*HOW TO COMPLETE THIS TASK*: Lines from the top of the entries down to the line with "use crate::error::DetailViewError;" must be set down exactly as they stand, with both ends retained.

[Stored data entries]

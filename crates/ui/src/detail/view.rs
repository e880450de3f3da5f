use super::{DetailContext, DetailOutcome, DetailViewState, ItemFields, SaveOutcome, TabOrder};
use crate::clipboard::Clipboard;
use crate::controls::{ControlId, ControlMut, FolderPicker, TextInput};
use crate::error::DetailViewError;
use crate::notice::{Dialog, Notice};
use crate::secure_field::SecureField;
use ratatui::style::{Color, Style};
use std::rc::Rc;
use tracing::{debug, info};
use tui_textarea::TextArea;
use warden_vault::{VaultFolder, VaultItem};

/// Tab positions 0..BASE_TAB_STOPS belong to the common controls.
pub const BASE_TAB_STOPS: usize = 4;

pub struct ItemDetailView<F: ItemFields> {
    pub(super) item: VaultItem,
    pub(super) state: DetailViewState,
    pub(super) name: TextInput,
    pub(super) folder: FolderPicker,
    pub(super) favorite: bool,
    pub(super) notes: TextArea<'static>,
    /// Separator the loaded notes used, restored when the lines are joined back.
    pub(super) notes_line_ending: &'static str,
    pub(super) fields: F,
    pub(super) tab_order: TabOrder,
    pub(super) focus: ControlId,
    pub(super) mask_char: char,
    pub(super) confirmed: bool,
    pub(super) closed: bool,
    pub(super) dialog: Option<Dialog>,
    pub(super) notice: Option<Notice>,
}

impl<F: ItemFields> ItemDetailView<F> {
    /// Builds a view over `item`.
    ///
    /// Controls are created empty, the field set binds its code lists, and in `View` / `Edit`
    /// the item is loaded into them. Focus starts on the item name.
    ///
    /// # Errors
    ///
    /// Returns `DetailViewError::ItemTypeMismatch` when the item is not of the type this view
    /// edits, and `DetailViewError::UnknownListName` when a code list cannot be resolved.
    pub fn open(
        item: VaultItem,
        folders: Rc<[VaultFolder]>,
        state: DetailViewState,
        ctx: DetailContext<'_>,
    ) -> Result<Self, DetailViewError> {
        if item.item_type != F::ITEM_TYPE {
            return Err(DetailViewError::ItemTypeMismatch {
                expected: F::ITEM_TYPE,
                found: item.item_type,
            });
        }

        let mut fields = F::build(ctx.lists)?;
        if ctx.config.reveal_secrets_on_open {
            for control in fields.controls_mut() {
                if let ControlMut::Secure(secure) = control {
                    secure.set_masked(false);
                }
            }
        }

        let mut view = Self {
            item,
            state,
            name: TextInput::new(ControlId::ItemName, "Name"),
            folder: FolderPicker::new(folders),
            favorite: false,
            notes: new_notes_area(),
            notes_line_ending: "\n",
            fields,
            tab_order: TabOrder::new(),
            focus: ControlId::ItemName,
            mask_char: ctx.config.mask_char,
            confirmed: false,
            closed: false,
            dialog: None,
            notice: None,
        };

        if state.loads_item() {
            view.load();
        }
        view.set_tab_order();
        view.focus = ControlId::ItemName;

        debug!(
            "Opened {} view for {} item '{}'",
            state.as_str(),
            F::ITEM_TYPE,
            view.item.id
        );
        Ok(view)
    }

    fn load(&mut self) {
        self.name.set_text(&self.item.name);
        if let Some(notes) = self.item.notes.clone() {
            self.set_notes(&notes);
            self.notes.move_cursor(tui_textarea::CursorMove::Top);
        } else {
            self.notes = new_notes_area();
        }
        self.folder.select_id(self.item.folder_id.as_deref());
        self.favorite = self.item.favorite;

        if let Some(detail) = F::detail(&self.item) {
            self.fields.load(detail);
        }
    }

    /// Writes every control back into the item, creating the sub-object if needed.
    fn update_item(&mut self) {
        self.item.name = self.name.text().trim().to_string();
        self.item.notes = Some(self.notes_text());
        self.item.folder_id = self.folder.selected_id();
        self.item.favorite = self.favorite;

        let detail = self.fields.update(F::detail(&self.item));
        self.item.details = Some(detail.into());
    }

    /// Base stops first, then the field set's stops appended after them.
    pub fn set_tab_order(&mut self) {
        self.tab_order.clear();
        let next = self.tab_order.append(
            0,
            [
                ControlId::ItemName,
                ControlId::Folder,
                ControlId::Favorite,
                ControlId::Notes,
            ],
        );
        debug_assert_eq!(next, BASE_TAB_STOPS);
        self.fields.append_tab_order(&mut self.tab_order, next);
    }

    /// Validates and commits the edit.
    ///
    /// An empty item name opens a blocking error dialog and leaves the item untouched.
    pub fn save(&mut self) -> SaveOutcome {
        if self.closed {
            return SaveOutcome::Closed;
        }
        if !self.state.is_editable() {
            return SaveOutcome::ReadOnly;
        }
        if self.name.is_blank() {
            let message = "Item name must have a value.".to_string();
            info!("Save rejected for item '{}': {}", self.item.id, message);
            self.dialog = Some(Dialog {
                title: "Action failed.".to_string(),
                message: message.clone(),
            });
            return SaveOutcome::Rejected(message);
        }

        self.update_item();
        self.confirmed = true;
        self.closed = true;
        info!("Saved {} item '{}'", F::ITEM_TYPE, self.item.id);
        SaveOutcome::Saved
    }

    /// Closes without writing anything back.
    pub fn cancel(&mut self) {
        if !self.closed {
            info!("Cancelled {} view for item '{}'", self.state.as_str(), self.item.id);
        }
        self.closed = true;
    }

    pub fn focus_next(&mut self) {
        if let Some(next) = self.tab_order.next_after(self.focus) {
            self.focus = next;
        }
    }

    pub fn focus_previous(&mut self) {
        if let Some(prev) = self.tab_order.previous_before(self.focus) {
            self.focus = prev;
        }
    }

    /// Moves focus to `control` if it takes part in the tab order.
    pub fn set_focus(&mut self, control: ControlId) -> bool {
        if self.tab_order.contains(control) {
            self.focus = control;
            true
        } else {
            false
        }
    }

    /// Flips masking of the secure field owning `control`.
    pub fn toggle_secure(&mut self, control: ControlId) -> bool {
        match self.secure_field_mut(control) {
            Some(secure) => {
                secure.toggle_visibility();
                true
            }
            None => false,
        }
    }

    /// Copies the secure field owning `control` and records the acknowledgment.
    pub fn copy_secure(&mut self, control: ControlId, clipboard: &mut dyn Clipboard) -> Option<&Notice> {
        let notice = self.secure_field(control)?.copy_to(clipboard);
        self.notice = Some(notice);
        self.notice.as_ref()
    }

    pub fn dismiss_dialog(&mut self) {
        self.dialog = None;
    }

    pub fn secure_field(&self, control: ControlId) -> Option<&SecureField> {
        self.fields.controls().into_iter().find_map(|c| match c {
            crate::controls::ControlRef::Secure(s) if s.owns(control) => Some(s),
            _ => None,
        })
    }

    fn secure_field_mut(&mut self, control: ControlId) -> Option<&mut SecureField> {
        self.fields.controls_mut().into_iter().find_map(|c| match c {
            ControlMut::Secure(s) if s.owns(control) => Some(s),
            _ => None,
        })
    }

    pub fn item(&self) -> &VaultItem {
        &self.item
    }

    pub const fn state(&self) -> DetailViewState {
        self.state
    }

    pub const fn fields(&self) -> &F {
        &self.fields
    }

    pub const fn fields_mut(&mut self) -> &mut F {
        &mut self.fields
    }

    pub const fn focus(&self) -> ControlId {
        self.focus
    }

    pub const fn tab_order(&self) -> &TabOrder {
        &self.tab_order
    }

    pub fn item_name(&self) -> &str {
        self.name.text()
    }

    pub fn set_item_name(&mut self, name: &str) {
        self.name.set_text(name);
    }

    pub fn notes_text(&self) -> String {
        self.notes.lines().join(self.notes_line_ending)
    }

    pub fn set_notes(&mut self, notes: &str) {
        self.notes_line_ending = if notes.contains("\r\n") { "\r\n" } else { "\n" };
        self.notes = new_notes_area();
        self.notes.insert_str(notes);
    }

    pub const fn folder(&self) -> &FolderPicker {
        &self.folder
    }

    pub const fn folder_mut(&mut self) -> &mut FolderPicker {
        &mut self.folder
    }

    pub const fn is_favorite(&self) -> bool {
        self.favorite
    }

    pub const fn set_favorite(&mut self, favorite: bool) {
        self.favorite = favorite;
    }

    pub const fn is_confirmed(&self) -> bool {
        self.confirmed
    }

    pub const fn is_closed(&self) -> bool {
        self.closed
    }

    pub const fn dialog(&self) -> Option<&Dialog> {
        self.dialog.as_ref()
    }

    pub const fn notice(&self) -> Option<&Notice> {
        self.notice.as_ref()
    }

    /// Hands the item back with the confirmation flag.
    pub fn into_outcome(self) -> DetailOutcome {
        DetailOutcome {
            confirmed: self.confirmed,
            item: self.item,
        }
    }
}

fn new_notes_area() -> TextArea<'static> {
    let mut textarea = TextArea::default();
    textarea.set_cursor_line_style(Style::default());
    textarea.set_line_number_style(Style::default().fg(Color::DarkGray));
    textarea.set_placeholder_text("Notes...");
    textarea
}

*EXERCISE ANSWER*:
filename crates/ui/src/detail/view.rs
repository e880450de3f3da5f
use super::{DetailContext, DetailOutcome, DetailViewState, ItemFields, SaveOutcome, TabOrder};
use crate::clipboard::Clipboard;
use crate::controls::{ControlId, ControlMut, FolderPicker, TextInput};
use crate::error::DetailViewError;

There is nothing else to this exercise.